- Work item
Using the records below, output the stretch that opens with the line containing "pub mod schema;" and closes with the line containing "async fn list_feed(&self, user_id: u64)", exactly and including both lines, with nothing more.

- Exercise data

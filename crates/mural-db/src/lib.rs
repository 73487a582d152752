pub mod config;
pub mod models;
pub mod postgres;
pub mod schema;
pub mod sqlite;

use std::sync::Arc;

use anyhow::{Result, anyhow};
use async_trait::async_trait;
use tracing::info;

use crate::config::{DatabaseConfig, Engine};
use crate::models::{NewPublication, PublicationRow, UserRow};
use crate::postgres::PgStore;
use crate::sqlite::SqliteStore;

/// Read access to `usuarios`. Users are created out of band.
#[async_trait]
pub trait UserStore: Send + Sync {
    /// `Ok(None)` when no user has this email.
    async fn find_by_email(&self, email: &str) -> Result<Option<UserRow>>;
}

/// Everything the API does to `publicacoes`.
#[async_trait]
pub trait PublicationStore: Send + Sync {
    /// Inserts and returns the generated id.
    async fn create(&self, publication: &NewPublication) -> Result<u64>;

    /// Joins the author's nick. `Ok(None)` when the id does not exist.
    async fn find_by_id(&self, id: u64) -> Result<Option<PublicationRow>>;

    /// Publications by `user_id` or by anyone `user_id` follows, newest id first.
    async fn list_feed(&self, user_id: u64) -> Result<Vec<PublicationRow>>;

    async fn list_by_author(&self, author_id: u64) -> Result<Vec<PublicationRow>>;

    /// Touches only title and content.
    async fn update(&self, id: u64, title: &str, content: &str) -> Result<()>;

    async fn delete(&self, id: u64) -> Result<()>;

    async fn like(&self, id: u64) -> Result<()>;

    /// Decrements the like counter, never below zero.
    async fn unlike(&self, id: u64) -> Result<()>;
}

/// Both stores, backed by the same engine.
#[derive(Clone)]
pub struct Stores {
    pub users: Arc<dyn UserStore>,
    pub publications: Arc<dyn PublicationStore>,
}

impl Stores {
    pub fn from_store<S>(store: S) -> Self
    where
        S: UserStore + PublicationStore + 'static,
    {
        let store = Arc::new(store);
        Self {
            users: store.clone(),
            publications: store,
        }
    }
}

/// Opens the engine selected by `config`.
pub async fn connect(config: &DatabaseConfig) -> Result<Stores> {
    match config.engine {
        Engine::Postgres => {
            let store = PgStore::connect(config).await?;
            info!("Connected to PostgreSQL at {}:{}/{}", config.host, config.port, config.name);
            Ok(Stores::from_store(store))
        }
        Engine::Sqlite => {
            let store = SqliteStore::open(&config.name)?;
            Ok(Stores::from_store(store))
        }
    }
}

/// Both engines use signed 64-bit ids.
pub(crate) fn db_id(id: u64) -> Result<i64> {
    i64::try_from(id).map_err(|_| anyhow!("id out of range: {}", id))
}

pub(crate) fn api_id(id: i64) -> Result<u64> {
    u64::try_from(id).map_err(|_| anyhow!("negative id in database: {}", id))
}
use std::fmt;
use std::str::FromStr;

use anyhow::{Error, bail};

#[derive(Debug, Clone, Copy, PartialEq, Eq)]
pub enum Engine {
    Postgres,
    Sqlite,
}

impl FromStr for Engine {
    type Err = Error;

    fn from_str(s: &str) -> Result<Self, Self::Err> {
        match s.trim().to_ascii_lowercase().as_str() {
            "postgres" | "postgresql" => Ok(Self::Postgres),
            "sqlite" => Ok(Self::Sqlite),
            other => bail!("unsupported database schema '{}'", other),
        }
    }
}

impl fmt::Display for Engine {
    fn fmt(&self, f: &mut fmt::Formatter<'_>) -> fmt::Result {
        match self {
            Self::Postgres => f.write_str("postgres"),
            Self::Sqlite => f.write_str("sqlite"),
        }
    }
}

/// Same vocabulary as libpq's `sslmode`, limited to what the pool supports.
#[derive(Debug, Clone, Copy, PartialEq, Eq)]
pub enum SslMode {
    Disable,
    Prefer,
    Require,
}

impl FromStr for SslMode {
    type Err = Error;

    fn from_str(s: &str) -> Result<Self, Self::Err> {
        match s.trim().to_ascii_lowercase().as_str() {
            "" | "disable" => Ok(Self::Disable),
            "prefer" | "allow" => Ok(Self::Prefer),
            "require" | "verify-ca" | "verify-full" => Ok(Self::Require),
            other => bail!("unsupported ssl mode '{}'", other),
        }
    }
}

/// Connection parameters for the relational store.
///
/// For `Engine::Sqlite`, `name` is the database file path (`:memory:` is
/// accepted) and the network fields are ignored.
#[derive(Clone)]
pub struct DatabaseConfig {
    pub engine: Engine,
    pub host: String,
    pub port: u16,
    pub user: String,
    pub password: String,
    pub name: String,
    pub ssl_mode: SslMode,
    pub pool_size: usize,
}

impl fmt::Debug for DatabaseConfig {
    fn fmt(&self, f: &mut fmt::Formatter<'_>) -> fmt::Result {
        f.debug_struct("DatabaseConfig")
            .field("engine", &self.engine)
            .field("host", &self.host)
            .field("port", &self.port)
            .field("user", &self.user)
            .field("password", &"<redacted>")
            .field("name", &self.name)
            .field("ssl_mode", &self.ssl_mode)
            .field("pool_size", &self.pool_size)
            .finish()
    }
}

- Solution
pub mod schema;
pub mod sqlite;

use std::sync::Arc;

use anyhow::{Result, anyhow};
use async_trait::async_trait;
use tracing::info;

use crate::config::{DatabaseConfig, Engine};
use crate::models::{NewPublication, PublicationRow, UserRow};
use crate::postgres::PgStore;
use crate::sqlite::SqliteStore;

/// Read access to `usuarios`. Users are created out of band.
#[async_trait]
pub trait UserStore: Send + Sync {
    /// `Ok(None)` when no user has this email.
    async fn find_by_email(&self, email: &str) -> Result<Option<UserRow>>;
}

/// Everything the API does to `publicacoes`.
#[async_trait]
pub trait PublicationStore: Send + Sync {
    /// Inserts and returns the generated id.
    async fn create(&self, publication: &NewPublication) -> Result<u64>;

    /// Joins the author's nick. `Ok(None)` when the id does not exist.
    async fn find_by_id(&self, id: u64) -> Result<Option<PublicationRow>>;

    /// Publications by `user_id` or by anyone `user_id` follows, newest id first.
    async fn list_feed(&self, user_id: u64) -> Result<Vec<PublicationRow>>;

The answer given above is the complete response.